→ Data for processing:
//! Display formatting for money, minutes and forecast timestamps.

/// `$1,234,567` style, rounded to whole units. Negative values keep the sign in front.
pub fn money(amount: f64) -> String {
    if !amount.is_finite() {
        return "$-".to_string();
    }
    let rounded = amount.round();
    let sign = if rounded < 0.0 { "-" } else { "" };
    format!("{}${}", sign, group_thousands(rounded.abs() as u64))
}

fn group_thousands(n: u64) -> String {
    let digits = n.to_string();
    let mut out = String::with_capacity(digits.len() + digits.len() / 3);
    for (i, ch) in digits.chars().enumerate() {
        if i > 0 && (digits.len() - i) % 3 == 0 {
            out.push(',');
        }
        out.push(ch);
    }
    out
}

pub fn minutes_label(mtb: Option<i64>) -> String {
    match mtb {
        Some(m) => format!("{} min to breach", m),
        None => "No breach".to_string(),
    }
}

/// `HH:MM` from an ISO-8601 timestamp (characters 11..16). Short or
/// non-ASCII inputs come back unchanged.
pub fn hhmm(ts: &str) -> &str {
    ts.get(11..16).unwrap_or(ts)
}

pub fn pct(value: f64) -> String {
    format!("{:.1}%", value)
}
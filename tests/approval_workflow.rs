//! Selection and approve/reject round trips.

mod common;

use common::{build, ranked_actions_json, risk_json, test_config};
use liquidity_monitor::error::{MonitorError, PreconditionError, TransportError};
use liquidity_monitor::model::Decision;
use serde_json::json;

async fn with_actions() -> (
    liquidity_monitor::controller::Controller,
    std::sync::Arc<common::FakeTransport>,
    std::sync::Arc<common::RecordingDashboard>,
) {
    let (controller, transport, sink) = build(&test_config());
    transport.set_risk("E1", "USD", risk_json(1_250_000.0, 1_000_000.0, Some(20)));
    transport.route("run_cycle", ranked_actions_json());
    controller.assess(true).await.unwrap();
    (controller, transport, sink)
}

#[tokio::test]
async fn decision_without_selection_sends_nothing() {
    let (controller, transport, sink) = build(&test_config());

    let err = controller.decide(Decision::Approve).await.unwrap_err();

    assert_eq!(err, MonitorError::Precondition(PreconditionError::NoActionSelected));
    assert_eq!(err.to_string(), "select an action first");
    assert!(transport.requests().is_empty());
    assert_eq!(sink.error_count(), 1);
}

#[tokio::test]
async fn approve_forwards_engine_payload_verbatim() {
    let (controller, transport, sink) = with_actions().await;
    transport.route("actions/approve", json!({"status": "EXECUTED", "ref": "X-77"}));

    let selected = controller.select_rendered(1).unwrap();
    assert_eq!(selected.label(), "INTRADAY_SWEEP");
    let response = controller.decide(Decision::Approve).await.unwrap();

    assert_eq!(response, json!({"status": "EXECUTED", "ref": "X-77"}));
    let sent = &transport.requests_to("actions/approve")[0];
    assert_eq!(sent.method, "POST");
    assert_eq!(
        sent.body,
        Some(json!({
            "scenario_id": "demo",
            "entity_id": "E1",
            "currency": "USD",
            "decision": "APPROVE",
            "action": ranked_actions_json()["ranked_actions"][0],
        }))
    );
    assert_eq!(sink.decisions.lock().unwrap().as_slice(), &[response]);
}

#[tokio::test]
async fn reject_names_the_decision() {
    let (controller, transport, _sink) = with_actions().await;

    controller.select_rendered(2).unwrap();
    controller.decide(Decision::Reject).await.unwrap();

    let sent = &transport.requests_to("actions/approve")[0];
    let body = sent.body.as_ref().unwrap();
    assert_eq!(body["decision"], json!("REJECT"));
    assert_eq!(body["action"]["action_id"], json!("A-2"));
}

#[tokio::test]
async fn selection_outside_list_is_ignored() {
    let (controller, _transport, _sink) = with_actions().await;

    assert!(controller.select_rendered(0).is_none());
    assert!(controller.select_rendered(3).is_none());
    assert!(controller.session().lock().selected_action().is_none());
}

#[tokio::test]
async fn rerender_drops_vanished_selection() {
    let (controller, transport, _sink) = with_actions().await;
    controller.select_rendered(1).unwrap();

    // Same list again keeps it.
    controller.assess(true).await.unwrap();
    assert!(controller.session().lock().selected_action().is_some());

    transport.route(
        "run_cycle",
        json!({"ranked_actions": [{"action_type": "DRAW_FACILITY", "score": 0.5}], "explanation": ""}),
    );
    controller.assess(true).await.unwrap();
    assert!(controller.session().lock().selected_action().is_none());

    let err = controller.decide(Decision::Approve).await.unwrap_err();
    assert!(matches!(err, MonitorError::Precondition(_)));
}

#[tokio::test]
async fn engine_rejection_surfaces_status_and_body() {
    let (controller, transport, sink) = with_actions().await;
    transport.fail_path(
        "actions/approve",
        TransportError::Status {
            status: 409,
            body: "{\"detail\":\"stale recommendation\"}".to_string(),
        },
    );
    controller.select_rendered(1).unwrap();

    let err = controller.decide(Decision::Approve).await.unwrap_err();

    assert_eq!(
        err,
        MonitorError::Transport(TransportError::Status {
            status: 409,
            body: "{\"detail\":\"stale recommendation\"}".to_string(),
        })
    );
    assert!(sink.decisions.lock().unwrap().is_empty());
    assert_eq!(sink.error_count(), 1);
    // Selection stays for a retry.
    assert!(controller.session().lock().selected_action().is_some());
}
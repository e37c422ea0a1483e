use std::sync::{Arc, RwLock};

use serde::{Deserialize, Serialize};

use crate::transport::Transport;

pub mod orchestrator;
pub mod risk;
pub mod simulator;

pub use orchestrator::OrchestratorClient;
pub use risk::RiskClient;
pub use simulator::SimulatorClient;

/// Base URLs of the three collaborators.
#[derive(Debug, Clone, PartialEq, Eq, Serialize, Deserialize)]
pub struct Endpoints {
    pub simulator: String,
    pub risk: String,
    pub orchestrator: String,
}

/// Endpoints shared by every client; overrides apply to the next request.
#[derive(Debug, Clone)]
pub struct SharedEndpoints(Arc<RwLock<Endpoints>>);

impl SharedEndpoints {
    pub fn new(endpoints: Endpoints) -> Self {
        Self(Arc::new(RwLock::new(endpoints)))
    }

    pub fn get(&self) -> Endpoints {
        self.0.read().unwrap_or_else(|e| e.into_inner()).clone()
    }

    pub fn set(&self, endpoints: Endpoints) {
        *self.0.write().unwrap_or_else(|e| e.into_inner()) = endpoints;
    }
}

/// The three HTTP collaborators over one transport.
#[derive(Clone)]
pub struct Services {
    pub simulator: SimulatorClient,
    pub risk: RiskClient,
    pub orchestrator: OrchestratorClient,
    pub endpoints: SharedEndpoints,
}

impl Services {
    pub fn new(transport: Arc<dyn Transport>, endpoints: Endpoints) -> Self {
        let endpoints = SharedEndpoints::new(endpoints);
        Self {
            simulator: SimulatorClient::new(transport.clone(), endpoints.clone()),
            risk: RiskClient::new(transport.clone(), endpoints.clone()),
            orchestrator: OrchestratorClient::new(transport, endpoints.clone()),
            endpoints,
        }
    }
}
use std::sync::Arc;

use crate::error::{Result, TransportError};
use crate::model::RiskState;
use crate::services::SharedEndpoints;
use crate::transport::{build_url, Transport};

#[derive(Clone)]
pub struct RiskClient {
    transport: Arc<dyn Transport>,
    endpoints: SharedEndpoints,
}

impl RiskClient {
    pub fn new(transport: Arc<dyn Transport>, endpoints: SharedEndpoints) -> Self {
        Self {
            transport,
            endpoints,
        }
    }

    pub async fn risk_state(&self, scenario_id: &str, entity_id: &str, currency: &str) -> Result<RiskState> {
        let url = build_url(
            &self.endpoints.get().risk,
            "risk_state",
            &[
                ("scenario_id", scenario_id),
                ("entity_id", entity_id),
                ("currency", currency),
            ],
        )?;
        let raw = self.transport.get_json(&url).await?;
        let state = serde_json::from_value(raw).map_err(|e| TransportError::Decode(e.to_string()))?;
        Ok(state)
    }
}
//! Tri-state breach severity from minutes-to-breach and two thresholds.

use serde::{Deserialize, Serialize};

/// Warning and breach horizons in minutes. User-editable; callers read the
/// current value on every evaluation.
#[derive(Debug, Clone, Copy, PartialEq, Eq, Serialize, Deserialize)]
pub struct Thresholds {
    pub warn_minutes: i64,
    pub breach_minutes: i64,
}

impl Default for Thresholds {
    fn default() -> Self {
        Self {
            warn_minutes: 60,
            breach_minutes: 30,
        }
    }
}

impl Thresholds {
    pub fn new(warn_minutes: i64, breach_minutes: i64) -> Self {
        Self {
            warn_minutes,
            breach_minutes,
        }
    }

    pub fn classify(&self, minutes_to_breach: Option<i64>) -> Severity {
        classify(minutes_to_breach, self.warn_minutes, self.breach_minutes)
    }
}

/// Ordered from least to most severe.
#[derive(Debug, Clone, Copy, PartialEq, Eq, PartialOrd, Ord, Hash, Serialize, Deserialize)]
#[serde(rename_all = "SCREAMING_SNAKE_CASE")]
pub enum Severity {
    /// No breach projected, or projected beyond the warning horizon
    Safe,
    /// Breach projected inside the warning horizon
    EarlyWarning,
    /// Breach projected inside the breach horizon
    ImminentBreach,
}

impl Severity {
    pub fn as_str(&self) -> &'static str {
        match self {
            Severity::Safe => "SAFE",
            Severity::EarlyWarning => "EARLY WARNING",
            Severity::ImminentBreach => "IMMINENT",
        }
    }

    pub fn style_class(&self) -> &'static str {
        match self {
            Severity::Safe => "status-safe",
            Severity::EarlyWarning => "status-warn",
            Severity::ImminentBreach => "status-breach",
        }
    }
}

/// `None` is always safe. Zero minutes is a real value, not an absent one.
/// The breach check runs first, so `mtb == breach_min` is imminent.
pub fn classify(minutes_to_breach: Option<i64>, warn_min: i64, breach_min: i64) -> Severity {
    match minutes_to_breach {
        None => Severity::Safe,
        Some(m) if m <= breach_min => Severity::ImminentBreach,
        Some(m) if m <= warn_min => Severity::EarlyWarning,
        Some(_) => Severity::Safe,
    }
}
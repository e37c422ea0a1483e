//! What-if overlay for forecast charts.
//!
//! The overlay is visual only. It bends the displayed balance curve and
//! nothing else: `minutes_to_breach`, the KPI numbers and the severity
//! classification all stay on the authoritative values from the risk
//! service. A what-if chart is not a what-if breach projection.

use serde::{Deserialize, Serialize};

use crate::model::{ForecastPoint, RiskState};

/// Share of the reference balance removed at the horizon end per 100% of shock.
pub const SHOCK_FACTOR: f64 = 0.25;
/// Share of the reference balance removed at the first point for a delay of 60+ minutes.
pub const DELAY_FACTOR: f64 = 0.10;
/// Delay at which the delayed-inflow penalty saturates.
pub const DELAY_SATURATION_MINUTES: f64 = 60.0;

#[derive(Debug, Clone, Copy, PartialEq, Default, Serialize, Deserialize)]
pub struct WhatIfParams {
    pub shock_pct: f64,
    pub delay_minutes: f64,
}

impl WhatIfParams {
    /// Negative or non-finite inputs are clamped to zero.
    pub fn new(shock_pct: f64, delay_minutes: f64) -> Self {
        Self {
            shock_pct: non_negative(shock_pct),
            delay_minutes: non_negative(delay_minutes),
        }
    }

    pub fn is_neutral(&self) -> bool {
        self.shock_pct == 0.0 && self.delay_minutes == 0.0
    }
}

fn non_negative(v: f64) -> f64 {
    if v.is_finite() && v > 0.0 {
        v
    } else {
        0.0
    }
}

/// Returns a copy of `state` whose forecast balances carry the overlay.
///
/// Each point at fractional horizon position `f` (0 at the first point, 1 at
/// the last) loses
/// `reference * shock_pct/100 * SHOCK_FACTOR * f` for the outflow shock and,
/// when `delay_minutes > 0`,
/// `reference * DELAY_FACTOR * min(1, delay/60) * (1 - f)` for the delayed
/// inflow, where `reference` is `max(|current_balance|, 1)`.
pub fn apply_overlay(state: &RiskState, params: &WhatIfParams) -> RiskState {
    let mut out = state.clone();
    out.forecast = overlay_forecast(&state.forecast, state.current_balance, params);
    out
}

pub fn overlay_forecast(
    forecast: &[ForecastPoint],
    current_balance: f64,
    params: &WhatIfParams,
) -> Vec<ForecastPoint> {
    let params = WhatIfParams::new(params.shock_pct, params.delay_minutes);
    let reference = current_balance.abs().max(1.0);
    let last = forecast.len().saturating_sub(1);

    forecast
        .iter()
        .enumerate()
        .map(|(i, pt)| {
            let frac = if last == 0 { 0.0 } else { i as f64 / last as f64 };
            let mut balance = pt.balance;
            balance -= reference * (params.shock_pct / 100.0) * SHOCK_FACTOR * frac;
            if params.delay_minutes > 0.0 {
                let weight = (params.delay_minutes / DELAY_SATURATION_MINUTES).min(1.0);
                balance -= reference * DELAY_FACTOR * weight * (1.0 - frac);
            }
            ForecastPoint {
                t: pt.t.clone(),
                balance,
            }
        })
        .collect()
}

#[cfg(test)]
mod tests {
    use super::*;

    fn state(balances: &[f64]) -> RiskState {
        RiskState {
            scenario_id: Some("demo".to_string()),
            as_of: None,
            entity_id: Some("E1".to_string()),
            currency: Some("USD".to_string()),
            current_balance: balances.first().copied().unwrap_or(0.0),
            early_warning_buffer: 400_000.0,
            buffer_remaining: 600_000.0,
            minutes_to_breach: Some(45),
            forecast: balances
                .iter()
                .enumerate()
                .map(|(i, b)| ForecastPoint {
                    t: format!("2026-10-15T09:{:02}:00", i * 5),
                    balance: *b,
                })
                .collect(),
            drivers: vec![],
        }
    }

    #[test]
    fn zero_params_reproduce_the_forecast() {
        let input = state(&[1_000_000.0, 950_000.0, 720_000.0, 410_000.0]);
        let out = apply_overlay(&input, &WhatIfParams::default());
        assert_eq!(out.forecast, input.forecast);
    }

    #[test]
    fn input_is_left_untouched() {
        let input = state(&[1_000_000.0, 900_000.0, 800_000.0]);
        let before = input.clone();
        let _ = apply_overlay(&input, &WhatIfParams::new(40.0, 30.0));
        assert_eq!(input, before);
    }

    #[test]
    fn larger_shock_never_raises_a_point() {
        let input = state(&[1_000_000.0, 900_000.0, 850_000.0, 700_000.0, 650_000.0]);
        let mild = apply_overlay(&input, &WhatIfParams::new(10.0, 20.0));
        let harsh = apply_overlay(&input, &WhatIfParams::new(35.0, 20.0));

        assert_eq!(harsh.forecast[0].balance, mild.forecast[0].balance);
        for i in 1..input.forecast.len() {
            assert!(
                harsh.forecast[i].balance < mild.forecast[i].balance,
                "point {} not lower",
                i
            );
        }
    }

    #[test]
    fn shock_compounds_toward_horizon_end() {
        let input = state(&[1_000_000.0; 5]);
        let out = apply_overlay(&input, &WhatIfParams::new(20.0, 0.0));
        let drops: Vec<f64> = out.forecast.iter().map(|p| 1_000_000.0 - p.balance).collect();
        assert_eq!(drops[0], 0.0);
        assert!(drops.windows(2).all(|w| w[1] > w[0]));
        assert!((drops[4] - 1_000_000.0 * 0.2 * SHOCK_FACTOR).abs() < 1e-6);
    }

    #[test]
    fn delay_penalty_fades_and_saturates() {
        let input = state(&[1_000_000.0; 4]);
        let out = apply_overlay(&input, &WhatIfParams::new(0.0, 120.0));
        let drops: Vec<f64> = out.forecast.iter().map(|p| 1_000_000.0 - p.balance).collect();
        assert!((drops[0] - 1_000_000.0 * DELAY_FACTOR).abs() < 1e-6);
        assert!(drops.windows(2).all(|w| w[1] < w[0]));
        assert!(drops[3].abs() < 1e-6);

        let half = apply_overlay(&input, &WhatIfParams::new(0.0, 30.0));
        assert!((1_000_000.0 - half.forecast[0].balance - drops[0] / 2.0).abs() < 1e-6);
    }

    #[test]
    fn minutes_to_breach_is_not_recomputed() {
        let input = state(&[1_000_000.0, 500_000.0, 100_000.0]);
        let out = apply_overlay(&input, &WhatIfParams::new(100.0, 60.0));
        assert_eq!(out.minutes_to_breach, input.minutes_to_breach);
        assert_eq!(out.current_balance, input.current_balance);
        assert_eq!(out.buffer_remaining, input.buffer_remaining);
    }

    #[test]
    fn empty_and_single_point_forecasts() {
        let empty = state(&[]);
        assert!(apply_overlay(&empty, &WhatIfParams::new(50.0, 30.0)).forecast.is_empty());

        let single = state(&[500_000.0]);
        let out = apply_overlay(&single, &WhatIfParams::new(50.0, 0.0));
        assert_eq!(out.forecast[0].balance, 500_000.0);
    }

    #[test]
    fn negative_inputs_are_clamped() {
        let p = WhatIfParams::new(-10.0, f64::NAN);
        assert!(p.is_neutral());
    }
}
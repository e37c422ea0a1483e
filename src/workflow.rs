//! Action selection and the approve/reject round trip.

use std::sync::Arc;

use serde_json::Value;

use crate::error::{PreconditionError, Result};
use crate::logging::{audit_hash, log_decision, log_selection};
use crate::model::{Action, ApprovalRequest, Decision};
use crate::render::DashboardSink;
use crate::services::OrchestratorClient;
use crate::state::SharedSession;

/// Content hash recorded in the audit trail for the exact payload sent.
pub fn action_hash(action: &Action) -> String {
    audit_hash(&Value::Object(action.as_json().clone()))
}

pub struct ApprovalWorkflow {
    orchestrator: OrchestratorClient,
    session: SharedSession,
    sink: Arc<dyn DashboardSink>,
}

impl ApprovalWorkflow {
    pub fn new(orchestrator: OrchestratorClient, session: SharedSession, sink: Arc<dyn DashboardSink>) -> Self {
        Self {
            orchestrator,
            session,
            sink,
        }
    }

    /// Stores the action by value; a later re-ranking cannot change what was chosen.
    pub fn select_action(&self, action: Action) {
        log_selection(action.label(), &action_hash(&action));
        self.session.lock().select_action(action);
    }

    /// Pick by 1-based position in the list currently on screen.
    pub fn select_rendered(&self, position: usize) -> Option<Action> {
        let action = {
            let s = self.session.lock();
            position
                .checked_sub(1)
                .and_then(|i| s.rendered_actions().get(i).cloned())
        }?;
        self.select_action(action.clone());
        Some(action)
    }

    /// Forward a decision on the selected action. Fails locally, without any
    /// request, when nothing is selected. The engine's reply is displayed
    /// and returned as-is.
    pub async fn decide(&self, decision: Decision) -> Result<Value> {
        let request = {
            let s = self.session.lock();
            let action = s
                .selected_action()
                .cloned()
                .ok_or(PreconditionError::NoActionSelected)?;
            ApprovalRequest {
                scenario_id: s.scenario_id.clone(),
                entity_id: s.entity_id.clone(),
                currency: s.currency.clone(),
                decision,
                action,
            }
        };

        let hash = action_hash(&request.action);
        match self.orchestrator.approve(&request).await {
            Ok(response) => {
                log_decision(
                    &request.scenario_id,
                    &request.entity_id,
                    &request.currency,
                    decision.as_str(),
                    request.action.label(),
                    &hash,
                    "accepted",
                );
                self.sink.render_decision_response(&response);
                Ok(response)
            }
            Err(err) => {
                log_decision(
                    &request.scenario_id,
                    &request.entity_id,
                    &request.currency,
                    decision.as_str(),
                    request.action.label(),
                    &hash,
                    "failed",
                );
                Err(err)
            }
        }
    }
}
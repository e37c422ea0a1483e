//! Fleet view: one risk fetch per (entity, currency) cell plus a rollup.
//!
//! Cells are fetched concurrently and each failure is contained in its own
//! cell. The rollup is computed only once every fetch has settled.

use futures_util::future::join_all;
use serde::Serialize;

use crate::logging::{log_cell_offline, log_rollup};
use crate::model::ForecastPoint;
use crate::services::RiskClient;
use crate::severity::{Severity, Thresholds};

#[derive(Debug, Clone, PartialEq, Serialize)]
pub struct CellSummary {
    pub entity: String,
    pub currency: String,
    pub balance: f64,
    pub remaining: f64,
    pub buffer: f64,
    pub mtb: Option<i64>,
    pub forecast: Vec<ForecastPoint>,
    pub severity: Severity,
}

#[derive(Debug, Clone, PartialEq, Serialize)]
#[serde(tag = "state", rename_all = "SCREAMING_SNAKE_CASE")]
pub enum PortfolioCell {
    Online(CellSummary),
    Offline {
        entity: String,
        currency: String,
        reason: String,
    },
}

impl PortfolioCell {
    pub fn entity(&self) -> &str {
        match self {
            PortfolioCell::Online(c) => &c.entity,
            PortfolioCell::Offline { entity, .. } => entity,
        }
    }

    pub fn currency(&self) -> &str {
        match self {
            PortfolioCell::Online(c) => &c.currency,
            PortfolioCell::Offline { currency, .. } => currency,
        }
    }

    pub fn is_offline(&self) -> bool {
        matches!(self, PortfolioCell::Offline { .. })
    }

    pub fn summary(&self) -> Option<&CellSummary> {
        match self {
            PortfolioCell::Online(c) => Some(c),
            PortfolioCell::Offline { .. } => None,
        }
    }
}

#[derive(Debug, Clone, Copy, PartialEq, Eq, PartialOrd, Ord, Serialize)]
#[serde(rename_all = "SCREAMING_SNAKE_CASE")]
pub enum RollupStatus {
    Stable,
    Elevated,
    Imminent,
}

impl RollupStatus {
    pub fn as_str(&self) -> &'static str {
        match self {
            RollupStatus::Stable => "STABLE",
            RollupStatus::Elevated => "ELEVATED",
            RollupStatus::Imminent => "IMMINENT",
        }
    }
}

#[derive(Debug, Clone, Copy, PartialEq, Eq, Serialize)]
pub struct PortfolioRollup {
    pub status: RollupStatus,
    pub worst_minutes_to_breach: Option<i64>,
    pub warn_count: usize,
    pub breach_count: usize,
    pub offline_count: usize,
}

/// Tally online cells by their own severity; a breached cell is not also
/// counted as warned. Offline cells only contribute to `offline_count`.
pub fn rollup(cells: &[PortfolioCell]) -> PortfolioRollup {
    let mut warn_count = 0;
    let mut breach_count = 0;
    let mut offline_count = 0;
    let mut worst: Option<i64> = None;

    for cell in cells {
        let Some(c) = cell.summary() else {
            offline_count += 1;
            continue;
        };
        match c.severity {
            Severity::ImminentBreach => breach_count += 1,
            Severity::EarlyWarning => warn_count += 1,
            Severity::Safe => {}
        }
        if let Some(m) = c.mtb {
            worst = Some(worst.map_or(m, |w| w.min(m)));
        }
    }

    let status = if breach_count > 0 {
        RollupStatus::Imminent
    } else if warn_count > 0 {
        RollupStatus::Elevated
    } else {
        RollupStatus::Stable
    };

    PortfolioRollup {
        status,
        worst_minutes_to_breach: worst,
        warn_count,
        breach_count,
        offline_count,
    }
}

#[derive(Debug, Clone, PartialEq, Serialize)]
pub struct PortfolioSnapshot {
    /// Entity-major order of the cross product
    pub cells: Vec<PortfolioCell>,
    pub rollup: PortfolioRollup,
}

pub struct PortfolioAggregator {
    risk: RiskClient,
}

impl PortfolioAggregator {
    pub fn new(risk: RiskClient) -> Self {
        Self { risk }
    }

    pub async fn refresh(
        &self,
        scenario_id: &str,
        entities: &[String],
        currencies: &[String],
        thresholds: Thresholds,
    ) -> PortfolioSnapshot {
        let fetches = entities.iter().flat_map(|entity| {
            currencies
                .iter()
                .map(move |currency| self.fetch_cell(scenario_id, entity, currency, thresholds))
        });
        let cells = join_all(fetches).await;
        let rollup = rollup(&cells);
        log_rollup(
            rollup.status.as_str(),
            rollup.worst_minutes_to_breach,
            rollup.warn_count,
            rollup.breach_count,
            rollup.offline_count,
        );
        PortfolioSnapshot { cells, rollup }
    }

    async fn fetch_cell(&self, scenario_id: &str, entity: &str, currency: &str, thresholds: Thresholds) -> PortfolioCell {
        match self.risk.risk_state(scenario_id, entity, currency).await {
            Ok(state) => PortfolioCell::Online(CellSummary {
                entity: entity.to_string(),
                currency: currency.to_string(),
                balance: state.current_balance,
                remaining: state.buffer_remaining,
                buffer: state.early_warning_buffer,
                mtb: state.minutes_to_breach,
                severity: thresholds.classify(state.minutes_to_breach),
                forecast: state.forecast,
            }),
            Err(err) => {
                log_cell_offline(entity, currency, &err);
                PortfolioCell::Offline {
                    entity: entity.to_string(),
                    currency: currency.to_string(),
                    reason: err.to_string(),
                }
            }
        }
    }
}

→ What you have to do: All lines above from the one containing "pub fn new(warn_minutes: i64, breach_minutes: i64)" to the one containing "an absent one." must be repeated exactly, both lines included, and no others.

→ Solution for this problem:
    pub fn new(warn_minutes: i64, breach_minutes: i64) -> Self {
        Self {
            warn_minutes,
            breach_minutes,
        }
    }

    pub fn classify(&self, minutes_to_breach: Option<i64>) -> Severity {
        classify(minutes_to_breach, self.warn_minutes, self.breach_minutes)
    }
}

/// Ordered from least to most severe.
#[derive(Debug, Clone, Copy, PartialEq, Eq, PartialOrd, Ord, Hash, Serialize, Deserialize)]
#[serde(rename_all = "SCREAMING_SNAKE_CASE")]
pub enum Severity {
    /// No breach projected, or projected beyond the warning horizon
    Safe,
    /// Breach projected inside the warning horizon
    EarlyWarning,
    /// Breach projected inside the breach horizon
    ImminentBreach,
}

impl Severity {
    pub fn as_str(&self) -> &'static str {
        match self {
            Severity::Safe => "SAFE",
            Severity::EarlyWarning => "EARLY WARNING",
            Severity::ImminentBreach => "IMMINENT",
        }
    }

    pub fn style_class(&self) -> &'static str {
        match self {
            Severity::Safe => "status-safe",
            Severity::EarlyWarning => "status-warn",
            Severity::ImminentBreach => "status-breach",
        }
    }
}

/// `None` is always safe. Zero minutes is a real value, not an absent one.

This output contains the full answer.